Ao mesmo tempo que a vacinação parece a saída para a crise humanitária, há os
negacionistas que, apesar da comprovação da eficácia de vacinas desde fins do
século XVIII, teimam em propagandear sua desnecessidade. Apesar da permanente
ação do presidente Bolsonaro, o Datafolha aponta que 79% dos brasileiros
querem se imunizar contra covid-19.
A França tem a maior parcela de pessoas que se opõem à vacinação contra a
covid-19. Cerca de quatro em cada dez franceses - já foram 6 em cada 10 -
afirmam que, definitivamente ou provavelmente, não devem se vacinar, de acordo
com pesquisa da consultoria Kantar Public. O ceticismo é alto também na
Alemanha e nos EUA: 26% dos americanos e 23% dos alemães rejeitam a imunização.
A revista francesa Philosophie ouviu
filósofos de diversos matizes para entender que questões éticas e políticas
estão envolvidas na decisão de se vacinar. A maioria não discute a eficácia das
vacinas, mas alguns se inquietam com dúvidas. Philippe Huneman, especialista em
filosofia das ciências, diz que ainda não se decidiu, pois não tem informações
suficientes sobre as vacinas: “Às vacinas clássicas são associadas riscos. Com
as vacinas tipo ARN, entramos na incerteza”.

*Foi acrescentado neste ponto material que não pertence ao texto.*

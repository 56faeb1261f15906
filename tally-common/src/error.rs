//! Common error types for tally

use thiserror::Error;

/// Common result type for tally operations
pub type Result<T> = std::result::Result<T, Error>;

/// Common error types across the tally crates
#[derive(Error, Debug)]
pub enum Error {
    /// Database operation error (wraps sqlx::Error)
    #[cfg(feature = "sqlx")]
    #[error("Database error: {0}")]
    Database(#[from] sqlx::Error),

    /// I/O operation error (wraps std::io::Error)
    #[error("IO error: {0}")]
    Io(#[from] std::io::Error),

    /// Configuration loading or validation error
    #[error("Configuration error: {0}")]
    Config(String),

    /// Requested resource not found
    #[error("Not found: {0}")]
    NotFound(String),

    /// Invalid user input or request parameter
    #[error("Invalid input: {0}")]
    InvalidInput(String),

    /// Caller identity does not match the resource owner
    #[error("Unauthorized: {0}")]
    Unauthorized(String),

    /// Internal server error
    #[error("Internal error: {0}")]
    Internal(String),
}
//! Ranked leaderboard view derivation
//!
//! Pure state + math, no I/O: the ranker task owns a `LeaderboardState` and
//! re-derives the ranked view from full current state on every change. Owners
//! are kept in first-observed order so that ties resolve the same way on every
//! recomputation (stable sort), including after a full snapshot reload.

use std::collections::HashMap;
use tally_common::api::{RankDirection, RankMovement, RankedEntry};

use crate::db::CounterRecord;

#[derive(Debug, Clone)]
struct Slot {
    owner_id: String,
    display_name: Option<String>,
    value: u64,
}

/// All observed counters, in first-observed order
#[derive(Debug, Default)]
pub struct LeaderboardState {
    slots: Vec<Slot>,
    index: HashMap<String, usize>,
}

impl LeaderboardState {
    pub fn new() -> Self {
        Self::default()
    }

    /// Rebuild from a snapshot load (records already in first-observed order)
    pub fn from_records(records: &[CounterRecord]) -> Self {
        let mut state = Self::new();
        for record in records {
            state.apply(
                &record.owner_id,
                record.display_name.as_deref(),
                record.value.max(0) as u64,
            );
        }
        state
    }

    /// Apply one change-feed event: update the single changed record, or
    /// append a newly observed owner.
    ///
    /// Values never move backwards: redelivered events (the feed is
    /// at-least-once) cannot undo a newer value already applied.
    pub fn apply(&mut self, owner_id: &str, display_name: Option<&str>, value: u64) {
        match self.index.get(owner_id) {
            Some(&i) => {
                let slot = &mut self.slots[i];
                slot.value = slot.value.max(value);
                if let Some(name) = display_name {
                    slot.display_name = Some(name.to_string());
                }
            }
            None => {
                self.index.insert(owner_id.to_string(), self.slots.len());
                self.slots.push(Slot {
                    owner_id: owner_id.to_string(),
                    display_name: display_name.map(str::to_string),
                    value,
                });
            }
        }
    }

    /// Derive the ranked view: value descending, dense 1-based ranks, ties in
    /// first-observed order.
    pub fn ranked(&self) -> Vec<RankedEntry> {
        let mut ordered: Vec<&Slot> = self.slots.iter().collect();
        // sort_by is stable, so equal values keep first-observed order
        ordered.sort_by(|a, b| b.value.cmp(&a.value));

        let mut entries = Vec::with_capacity(ordered.len());
        let mut rank = 0u32;
        let mut previous_value = None;
        for slot in ordered {
            if previous_value != Some(slot.value) {
                rank += 1;
                previous_value = Some(slot.value);
            }
            entries.push(RankedEntry {
                id: slot.owner_id.clone(),
                display_name: slot
                    .display_name
                    .clone()
                    .unwrap_or_else(|| slot.owner_id.clone()),
                value: slot.value,
                rank,
            });
        }
        entries
    }

    pub fn len(&self) -> usize {
        self.slots.len()
    }

    pub fn is_empty(&self) -> bool {
        self.slots.is_empty()
    }
}

/// Diff two consecutive ranked views into up/down movement hints
///
/// Owners appearing for the first time produce no movement; observers render
/// them from the full entry list.
pub fn diff_movements(old: &[RankedEntry], new: &[RankedEntry]) -> Vec<RankMovement> {
    let old_ranks: HashMap<&str, u32> = old.iter().map(|e| (e.id.as_str(), e.rank)).collect();

    new.iter()
        .filter_map(|entry| {
            let previous = *old_ranks.get(entry.id.as_str())?;
            if entry.rank < previous {
                Some(RankMovement {
                    id: entry.id.clone(),
                    direction: RankDirection::Up,
                })
            } else if entry.rank > previous {
                Some(RankMovement {
                    id: entry.id.clone(),
                    direction: RankDirection::Down,
                })
            } else {
                None
            }
        })
        .collect()
}

#[cfg(test)]
mod tests {
    use super::*;

    fn state_of(values: &[(&str, u64)]) -> LeaderboardState {
        let mut state = LeaderboardState::new();
        for (owner, value) in values {
            state.apply(owner, None, *value);
        }
        state
    }

    #[test]
    fn ranks_are_dense_and_one_based() {
        let state = state_of(&[("a", 10), ("b", 30), ("c", 20)]);
        let ranked = state.ranked();

        let ids: Vec<&str> = ranked.iter().map(|e| e.id.as_str()).collect();
        let ranks: Vec<u32> = ranked.iter().map(|e| e.rank).collect();
        assert_eq!(ids, vec!["b", "c", "a"]);
        assert_eq!(ranks, vec![1, 2, 3]);
    }

    #[test]
    fn recomputation_is_deterministic() {
        let state = state_of(&[("a", 5), ("b", 9), ("c", 1)]);
        assert_eq!(state.ranked(), state.ranked());
    }

    #[test]
    fn ties_share_a_dense_rank_in_first_observed_order() {
        let state = state_of(&[("a", 10), ("b", 20), ("c", 10), ("d", 5)]);
        let ranked = state.ranked();

        let ids: Vec<&str> = ranked.iter().map(|e| e.id.as_str()).collect();
        let ranks: Vec<u32> = ranked.iter().map(|e| e.rank).collect();
        // a ties c at 10; a was observed first so it stays ahead
        assert_eq!(ids, vec!["b", "a", "c", "d"]);
        assert_eq!(ranks, vec![1, 2, 2, 3]);
    }

    #[test]
    fn introducing_a_tie_keeps_previous_relative_order() {
        let mut state = state_of(&[("a", 10), ("b", 8)]);
        let before = state.ranked();
        assert_eq!(before[0].id, "a");

        // b climbs to tie a; a keeps the earlier slot
        state.apply("b", None, 10);
        let after = state.ranked();
        assert_eq!(after[0].id, "a");
        assert_eq!(after[1].id, "b");
        assert_eq!(after[0].rank, 1);
        assert_eq!(after[1].rank, 1);
    }

    #[test]
    fn redelivered_stale_event_cannot_regress_a_value() {
        let mut state = state_of(&[("a", 10)]);
        state.apply("a", None, 7);
        assert_eq!(state.ranked()[0].value, 10);
    }

    #[test]
    fn movements_report_direction_changes_only() {
        let mut state = state_of(&[("a", 30), ("b", 20), ("c", 10)]);
        let before = state.ranked();

        state.apply("c", None, 25);
        let after = state.ranked();

        let movements = diff_movements(&before, &after);
        assert_eq!(movements.len(), 2);
        assert!(movements
            .iter()
            .any(|m| m.id == "c" && m.direction == RankDirection::Up));
        assert!(movements
            .iter()
            .any(|m| m.id == "b" && m.direction == RankDirection::Down));
    }

    #[test]
    fn new_entrants_produce_no_movement() {
        let mut state = state_of(&[("a", 30)]);
        let before = state.ranked();

        state.apply("b", None, 40);
        let after = state.ranked();

        let movements = diff_movements(&before, &after);
        assert_eq!(movements.len(), 1);
        assert_eq!(movements[0].id, "a");
        assert_eq!(movements[0].direction, RankDirection::Down);
    }

    #[test]
    fn display_name_falls_back_to_owner_id() {
        let mut state = LeaderboardState::new();
        state.apply("u1", None, 3);
        state.apply("u2", Some("Beatrice"), 4);

        let ranked = state.ranked();
        assert_eq!(ranked[0].display_name, "Beatrice");
        assert_eq!(ranked[1].display_name, "u1");
    }
}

Ao contrário, a filósofa Caterine Malabou diz que “estamos em meio a uma
revolução biotecnológica”, e lamenta que, ao público, não tenha sido explicada
a importância do momento, “suscitando desconfiança e hostilidade”. O ensaísta
Pascal Bruckner diz que “sonha com o milagre de reencontrar a normalidade”. O
alemão Markus Gabriel acha que “se os antivacina forem violentos, será preciso
tornar a vacinação obrigatória”.
Francis Wolff, professor emérito da Escola Normal Superior, é taxativo: ser
contra a vacinação representa “o irracionalismo e o anti-humanismo”. O
professor da Universidade Paris-Diderot Guillaume Lê Blanc diz que aceitar a
vacinação “é assumir integralmente nossa vulnerabilidade”.
Aqui no Brasil, o filósofo e escritor Eduardo Giannetti ressalta que “são raras
as ocasiões na vida em sociedade em que o benefício pessoal converge
perfeitamente com o bem coletivo. A vacinação é uma delas”. Ele lembra que ao
tomar a vacina, “eu me protejo do vírus como indivíduo e, ao mesmo tempo,
promovo o interesse geral da sociedade ao prevenir que ele se espalhe e
prossiga sua carreira de contínua – e ameaçadora – mutação”. Como “lição e
aprendizado da profunda interdependência dos viventes seria difícil pedir
mais”.
Nelson Mello e Souza, da Academia Brasileira de Filosofia, lembrando que estamos
com cerca de 10 milhões de infectados e cerca de 300 mil mortos, vê
“necessidade urgente e imperiosa da vacina”. A palavra é latina, “vacinnus” foi
afrancesada, e vem de “vache”, “vaca”, de onde foi extraída matéria decomposta
para combater a varíola. “É portanto, uma conquista da ciência. Surgiu
das observações do comportamento animal, feitas pelo medico de fins do século
XVIII, Lenner. Decisivo foi o trabalho de fins do século seguinte, com Pasteur
, fundador da microbiologia. Criou a vacina contra a raiva. A partir daí foi um
crescendo de inovações. Surgiram vacinas contra a peste, a febre tifoide
e a febre amarela, finalmente a poliomielite. Seu princípio, acelerar a
produção de anti corpos. Hoje em dia ninguém que tenha alcançado um nível
mínimo de civilização pode ser contra a vacina”.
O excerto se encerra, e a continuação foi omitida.